WORK TASK: Write the listing out again verbatim, leaving nothing out.

INFORMATION SUPPLIED:

======

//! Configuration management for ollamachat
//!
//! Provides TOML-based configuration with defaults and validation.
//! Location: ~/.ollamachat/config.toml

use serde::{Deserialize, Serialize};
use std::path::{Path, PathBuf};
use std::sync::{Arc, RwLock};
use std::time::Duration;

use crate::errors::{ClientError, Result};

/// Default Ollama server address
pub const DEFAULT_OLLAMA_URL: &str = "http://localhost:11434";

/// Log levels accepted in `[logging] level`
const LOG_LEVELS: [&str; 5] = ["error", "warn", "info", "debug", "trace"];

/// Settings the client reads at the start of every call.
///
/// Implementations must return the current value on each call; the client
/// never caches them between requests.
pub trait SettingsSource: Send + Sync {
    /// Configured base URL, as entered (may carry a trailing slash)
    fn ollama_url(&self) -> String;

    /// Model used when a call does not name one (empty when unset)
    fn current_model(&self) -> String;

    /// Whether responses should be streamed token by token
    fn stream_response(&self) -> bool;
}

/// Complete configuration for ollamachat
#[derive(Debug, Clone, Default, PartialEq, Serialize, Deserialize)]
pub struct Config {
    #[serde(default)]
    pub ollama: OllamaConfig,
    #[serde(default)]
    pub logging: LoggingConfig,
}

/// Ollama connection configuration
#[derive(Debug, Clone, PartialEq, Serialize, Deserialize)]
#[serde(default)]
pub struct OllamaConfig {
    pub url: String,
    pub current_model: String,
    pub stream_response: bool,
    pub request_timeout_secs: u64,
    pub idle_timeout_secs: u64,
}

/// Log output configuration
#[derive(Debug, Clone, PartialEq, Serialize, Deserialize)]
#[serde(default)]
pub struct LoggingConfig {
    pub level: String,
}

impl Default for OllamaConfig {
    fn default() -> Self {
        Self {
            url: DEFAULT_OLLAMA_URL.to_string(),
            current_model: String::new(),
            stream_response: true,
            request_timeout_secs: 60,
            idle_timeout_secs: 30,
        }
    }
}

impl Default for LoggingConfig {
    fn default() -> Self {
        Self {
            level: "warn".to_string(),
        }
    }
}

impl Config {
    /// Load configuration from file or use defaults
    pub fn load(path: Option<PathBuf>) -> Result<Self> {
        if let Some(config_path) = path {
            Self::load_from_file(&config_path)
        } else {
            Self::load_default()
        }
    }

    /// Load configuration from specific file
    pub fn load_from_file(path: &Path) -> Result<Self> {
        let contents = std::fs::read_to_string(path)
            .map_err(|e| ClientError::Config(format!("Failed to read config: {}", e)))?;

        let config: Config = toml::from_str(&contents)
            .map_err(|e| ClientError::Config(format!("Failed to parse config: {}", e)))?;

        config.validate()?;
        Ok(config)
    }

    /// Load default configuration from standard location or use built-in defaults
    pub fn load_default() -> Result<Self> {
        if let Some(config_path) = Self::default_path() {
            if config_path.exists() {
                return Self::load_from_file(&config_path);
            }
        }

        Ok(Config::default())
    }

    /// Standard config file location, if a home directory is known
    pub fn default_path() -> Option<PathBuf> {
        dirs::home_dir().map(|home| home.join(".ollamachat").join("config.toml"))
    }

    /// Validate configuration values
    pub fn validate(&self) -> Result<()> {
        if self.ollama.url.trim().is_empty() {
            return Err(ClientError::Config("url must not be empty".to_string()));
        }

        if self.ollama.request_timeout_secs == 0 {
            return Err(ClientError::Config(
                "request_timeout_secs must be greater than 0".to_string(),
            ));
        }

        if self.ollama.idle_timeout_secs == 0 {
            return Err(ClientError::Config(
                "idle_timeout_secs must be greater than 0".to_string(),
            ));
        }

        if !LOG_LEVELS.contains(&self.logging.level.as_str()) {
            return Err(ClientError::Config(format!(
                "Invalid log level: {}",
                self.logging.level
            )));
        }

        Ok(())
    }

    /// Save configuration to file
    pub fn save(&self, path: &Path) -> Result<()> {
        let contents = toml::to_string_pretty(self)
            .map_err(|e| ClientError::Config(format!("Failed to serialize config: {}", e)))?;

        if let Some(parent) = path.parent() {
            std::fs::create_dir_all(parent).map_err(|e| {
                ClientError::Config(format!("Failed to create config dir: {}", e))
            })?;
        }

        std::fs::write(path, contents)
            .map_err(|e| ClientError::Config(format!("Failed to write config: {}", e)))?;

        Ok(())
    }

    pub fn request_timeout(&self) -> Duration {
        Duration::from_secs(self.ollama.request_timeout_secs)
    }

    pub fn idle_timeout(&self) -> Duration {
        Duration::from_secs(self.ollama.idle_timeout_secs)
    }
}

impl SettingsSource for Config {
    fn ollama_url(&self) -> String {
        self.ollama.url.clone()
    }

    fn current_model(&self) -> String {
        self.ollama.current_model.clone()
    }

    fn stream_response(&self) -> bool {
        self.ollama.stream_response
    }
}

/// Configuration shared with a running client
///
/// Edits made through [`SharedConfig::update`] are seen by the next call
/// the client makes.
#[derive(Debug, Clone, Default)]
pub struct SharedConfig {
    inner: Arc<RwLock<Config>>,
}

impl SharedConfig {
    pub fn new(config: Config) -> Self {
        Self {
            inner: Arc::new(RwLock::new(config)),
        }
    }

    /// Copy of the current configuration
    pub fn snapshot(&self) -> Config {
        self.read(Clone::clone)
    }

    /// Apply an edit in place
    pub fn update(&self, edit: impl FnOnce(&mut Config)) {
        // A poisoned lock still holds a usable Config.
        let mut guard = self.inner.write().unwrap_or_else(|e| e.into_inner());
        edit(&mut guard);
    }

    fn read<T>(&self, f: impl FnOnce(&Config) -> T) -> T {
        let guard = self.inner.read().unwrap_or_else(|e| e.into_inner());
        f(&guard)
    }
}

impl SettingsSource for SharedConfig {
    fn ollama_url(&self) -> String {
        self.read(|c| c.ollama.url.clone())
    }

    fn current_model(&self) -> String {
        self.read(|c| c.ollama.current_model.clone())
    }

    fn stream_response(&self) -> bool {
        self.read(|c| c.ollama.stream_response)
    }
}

======

ANSWER TO THIS PROBLEM:
//! Configuration management for ollamachat
//!
//! Provides TOML-based configuration with defaults and validation.
//! Location: ~/.ollamachat/config.toml

use serde::{Deserialize, Serialize};
use std::path::{Path, PathBuf};
use std::sync::{Arc, RwLock};
use std::time::Duration;

use crate::errors::{ClientError, Result};

/// Default Ollama server address
pub const DEFAULT_OLLAMA_URL: &str = "http://localhost:11434";

/// Log levels accepted in `[logging] level`
const LOG_LEVELS: [&str; 5] = ["error", "warn", "info", "debug", "trace"];

/// Settings the client reads at the start of every call.
///
/// Implementations must return the current value on each call; the client
/// never caches them between requests.
pub trait SettingsSource: Send + Sync {
    /// Configured base URL, as entered (may carry a trailing slash)
    fn ollama_url(&self) -> String;

    /// Model used when a call does not name one (empty when unset)
    fn current_model(&self) -> String;

    /// Whether responses should be streamed token by token
    fn stream_response(&self) -> bool;
}

/// Complete configuration for ollamachat
#[derive(Debug, Clone, Default, PartialEq, Serialize, Deserialize)]
pub struct Config {
    #[serde(default)]
    pub ollama: OllamaConfig,
    #[serde(default)]
    pub logging: LoggingConfig,
}

/// Ollama connection configuration
#[derive(Debug, Clone, PartialEq, Serialize, Deserialize)]
#[serde(default)]
pub struct OllamaConfig {
    pub url: String,
    pub current_model: String,
    pub stream_response: bool,
    pub request_timeout_secs: u64,
    pub idle_timeout_secs: u64,
}

/// Log output configuration
#[derive(Debug, Clone, PartialEq, Serialize, Deserialize)]
#[serde(default)]
pub struct LoggingConfig {
    pub level: String,
}

impl Default for OllamaConfig {
    fn default() -> Self {
        Self {
            url: DEFAULT_OLLAMA_URL.to_string(),
            current_model: String::new(),
            stream_response: true,
            request_timeout_secs: 60,
            idle_timeout_secs: 30,
        }
    }
}

impl Default for LoggingConfig {
    fn default() -> Self {
        Self {
            level: "warn".to_string(),
        }
    }
}

impl Config {
    /// Load configuration from file or use defaults
    pub fn load(path: Option<PathBuf>) -> Result<Self> {
        if let Some(config_path) = path {
            Self::load_from_file(&config_path)
        } else {
            Self::load_default()
        }
    }

    /// Load configuration from specific file
    pub fn load_from_file(path: &Path) -> Result<Self> {
        let contents = std::fs::read_to_string(path)
            .map_err(|e| ClientError::Config(format!("Failed to read config: {}", e)))?;

        let config: Config = toml::from_str(&contents)
            .map_err(|e| ClientError::Config(format!("Failed to parse config: {}", e)))?;

        config.validate()?;
        Ok(config)
    }

    /// Load default configuration from standard location or use built-in defaults
    pub fn load_default() -> Result<Self> {
        if let Some(config_path) = Self::default_path() {
            if config_path.exists() {
                return Self::load_from_file(&config_path);
            }
        }

        Ok(Config::default())
    }

    /// Standard config file location, if a home directory is known
    pub fn default_path() -> Option<PathBuf> {
        dirs::home_dir().map(|home| home.join(".ollamachat").join("config.toml"))
    }

    /// Validate configuration values
    pub fn validate(&self) -> Result<()> {
        if self.ollama.url.trim().is_empty() {
            return Err(ClientError::Config("url must not be empty".to_string()));
        }

        if self.ollama.request_timeout_secs == 0 {
            return Err(ClientError::Config(
                "request_timeout_secs must be greater than 0".to_string(),
            ));
        }

        if self.ollama.idle_timeout_secs == 0 {
            return Err(ClientError::Config(
                "idle_timeout_secs must be greater than 0".to_string(),
            ));
        }

        if !LOG_LEVELS.contains(&self.logging.level.as_str()) {
            return Err(ClientError::Config(format!(
                "Invalid log level: {}",
                self.logging.level
            )));
        }

        Ok(())
    }

    /// Save configuration to file
    pub fn save(&self, path: &Path) -> Result<()> {
        let contents = toml::to_string_pretty(self)
            .map_err(|e| ClientError::Config(format!("Failed to serialize config: {}", e)))?;

        if let Some(parent) = path.parent() {
            std::fs::create_dir_all(parent).map_err(|e| {
                ClientError::Config(format!("Failed to create config dir: {}", e))
            })?;
        }

        std::fs::write(path, contents)
            .map_err(|e| ClientError::Config(format!("Failed to write config: {}", e)))?;

        Ok(())
    }

    pub fn request_timeout(&self) -> Duration {
        Duration::from_secs(self.ollama.request_timeout_secs)
    }

    pub fn idle_timeout(&self) -> Duration {
        Duration::from_secs(self.ollama.idle_timeout_secs)
    }
}

impl SettingsSource for Config {
    fn ollama_url(&self) -> String {
        self.ollama.url.clone()
    }

    fn current_model(&self) -> String {
        self.ollama.current_model.clone()
    }

    fn stream_response(&self) -> bool {
        self.ollama.stream_response
    }
}

/// Configuration shared with a running client
///
/// Edits made through [`SharedConfig::update`] are seen by the next call
/// the client makes.
#[derive(Debug, Clone, Default)]
pub struct SharedConfig {
    inner: Arc<RwLock<Config>>,
}

impl SharedConfig {
    pub fn new(config: Config) -> Self {
        Self {
            inner: Arc::new(RwLock::new(config)),
        }
    }

    /// Copy of the current configuration
    pub fn snapshot(&self) -> Config {
        self.read(Clone::clone)
    }

    /// Apply an edit in place
    pub fn update(&self, edit: impl FnOnce(&mut Config)) {
        // A poisoned lock still holds a usable Config.
        let mut guard = self.inner.write().unwrap_or_else(|e| e.into_inner());
        edit(&mut guard);
    }

    fn read<T>(&self, f: impl FnOnce(&Config) -> T) -> T {
        let guard = self.inner.read().unwrap_or_else(|e| e.into_inner());
        f(&guard)
    }
}

impl SettingsSource for SharedConfig {
    fn ollama_url(&self) -> String {
        self.read(|c| c.ollama.url.clone())
    }

    fn current_model(&self) -> String {
        self.read(|c| c.ollama.current_model.clone())
    }

    fn stream_response(&self) -> bool {
        self.read(|c| c.ollama.stream_response)
    }
}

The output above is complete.